» ASSIGNMENT: Take the entries below and reproduce them word for word.

--- --- ---

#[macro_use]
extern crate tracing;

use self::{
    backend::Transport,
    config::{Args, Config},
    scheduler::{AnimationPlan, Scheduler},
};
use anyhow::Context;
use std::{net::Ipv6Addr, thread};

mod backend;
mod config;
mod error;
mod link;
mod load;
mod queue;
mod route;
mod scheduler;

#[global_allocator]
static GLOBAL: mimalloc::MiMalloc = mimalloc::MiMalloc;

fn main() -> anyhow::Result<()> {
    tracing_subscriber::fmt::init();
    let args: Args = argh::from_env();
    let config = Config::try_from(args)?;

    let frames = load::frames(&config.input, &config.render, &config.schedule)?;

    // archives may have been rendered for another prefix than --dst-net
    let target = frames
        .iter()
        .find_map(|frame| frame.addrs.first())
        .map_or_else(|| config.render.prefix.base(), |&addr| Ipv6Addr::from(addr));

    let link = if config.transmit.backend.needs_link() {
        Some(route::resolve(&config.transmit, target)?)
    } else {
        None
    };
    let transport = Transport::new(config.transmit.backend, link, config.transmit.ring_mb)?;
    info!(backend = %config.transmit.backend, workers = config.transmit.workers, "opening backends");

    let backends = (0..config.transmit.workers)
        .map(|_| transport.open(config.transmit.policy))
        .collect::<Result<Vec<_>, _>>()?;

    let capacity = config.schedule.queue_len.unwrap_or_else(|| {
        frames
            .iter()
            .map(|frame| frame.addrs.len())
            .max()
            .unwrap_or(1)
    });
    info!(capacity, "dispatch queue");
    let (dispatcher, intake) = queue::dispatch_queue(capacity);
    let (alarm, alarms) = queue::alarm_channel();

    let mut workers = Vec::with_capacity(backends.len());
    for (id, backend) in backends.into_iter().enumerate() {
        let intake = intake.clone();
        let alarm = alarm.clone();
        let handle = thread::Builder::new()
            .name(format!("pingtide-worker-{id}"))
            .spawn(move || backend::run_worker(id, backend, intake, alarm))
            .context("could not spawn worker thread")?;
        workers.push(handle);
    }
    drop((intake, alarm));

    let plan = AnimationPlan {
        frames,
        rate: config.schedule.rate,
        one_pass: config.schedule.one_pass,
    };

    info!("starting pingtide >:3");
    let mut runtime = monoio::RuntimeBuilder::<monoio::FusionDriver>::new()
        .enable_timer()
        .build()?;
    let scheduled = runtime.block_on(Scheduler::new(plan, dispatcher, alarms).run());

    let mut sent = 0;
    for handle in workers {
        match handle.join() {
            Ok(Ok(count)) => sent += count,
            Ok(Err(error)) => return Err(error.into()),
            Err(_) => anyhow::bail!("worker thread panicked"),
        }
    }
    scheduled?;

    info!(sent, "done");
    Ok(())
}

--- --- ---

» ANSWER:
#[macro_use]
extern crate tracing;

use self::{
    backend::Transport,
    config::{Args, Config},
    scheduler::{AnimationPlan, Scheduler},
};
use anyhow::Context;
use std::{net::Ipv6Addr, thread};

mod backend;
mod config;
mod error;
mod link;
mod load;
mod queue;
mod route;
mod scheduler;

#[global_allocator]
static GLOBAL: mimalloc::MiMalloc = mimalloc::MiMalloc;

fn main() -> anyhow::Result<()> {
    tracing_subscriber::fmt::init();
    let args: Args = argh::from_env();
    let config = Config::try_from(args)?;

    let frames = load::frames(&config.input, &config.render, &config.schedule)?;

    // archives may have been rendered for another prefix than --dst-net
    let target = frames
        .iter()
        .find_map(|frame| frame.addrs.first())
        .map_or_else(|| config.render.prefix.base(), |&addr| Ipv6Addr::from(addr));

    let link = if config.transmit.backend.needs_link() {
        Some(route::resolve(&config.transmit, target)?)
    } else {
        None
    };
    let transport = Transport::new(config.transmit.backend, link, config.transmit.ring_mb)?;
    info!(backend = %config.transmit.backend, workers = config.transmit.workers, "opening backends");

    let backends = (0..config.transmit.workers)
        .map(|_| transport.open(config.transmit.policy))
        .collect::<Result<Vec<_>, _>>()?;

    let capacity = config.schedule.queue_len.unwrap_or_else(|| {
        frames
            .iter()
            .map(|frame| frame.addrs.len())
            .max()
            .unwrap_or(1)
    });
    info!(capacity, "dispatch queue");
    let (dispatcher, intake) = queue::dispatch_queue(capacity);
    let (alarm, alarms) = queue::alarm_channel();

    let mut workers = Vec::with_capacity(backends.len());
    for (id, backend) in backends.into_iter().enumerate() {
        let intake = intake.clone();
        let alarm = alarm.clone();
        let handle = thread::Builder::new()
            .name(format!("pingtide-worker-{id}"))
            .spawn(move || backend::run_worker(id, backend, intake, alarm))
            .context("could not spawn worker thread")?;
        workers.push(handle);
    }
    drop((intake, alarm));

    let plan = AnimationPlan {
        frames,
        rate: config.schedule.rate,
        one_pass: config.schedule.one_pass,
    };

    info!("starting pingtide >:3");
    let mut runtime = monoio::RuntimeBuilder::<monoio::FusionDriver>::new()
        .enable_timer()
        .build()?;
    let scheduled = runtime.block_on(Scheduler::new(plan, dispatcher, alarms).run());

    let mut sent = 0;
    for handle in workers {
        match handle.join() {
            Ok(Ok(count)) => sent += count,
            Ok(Err(error)) => return Err(error.into()),
            Err(_) => anyhow::bail!("worker thread panicked"),
        }
    }
    scheduled?;

    info!(sent, "done");
    Ok(())
}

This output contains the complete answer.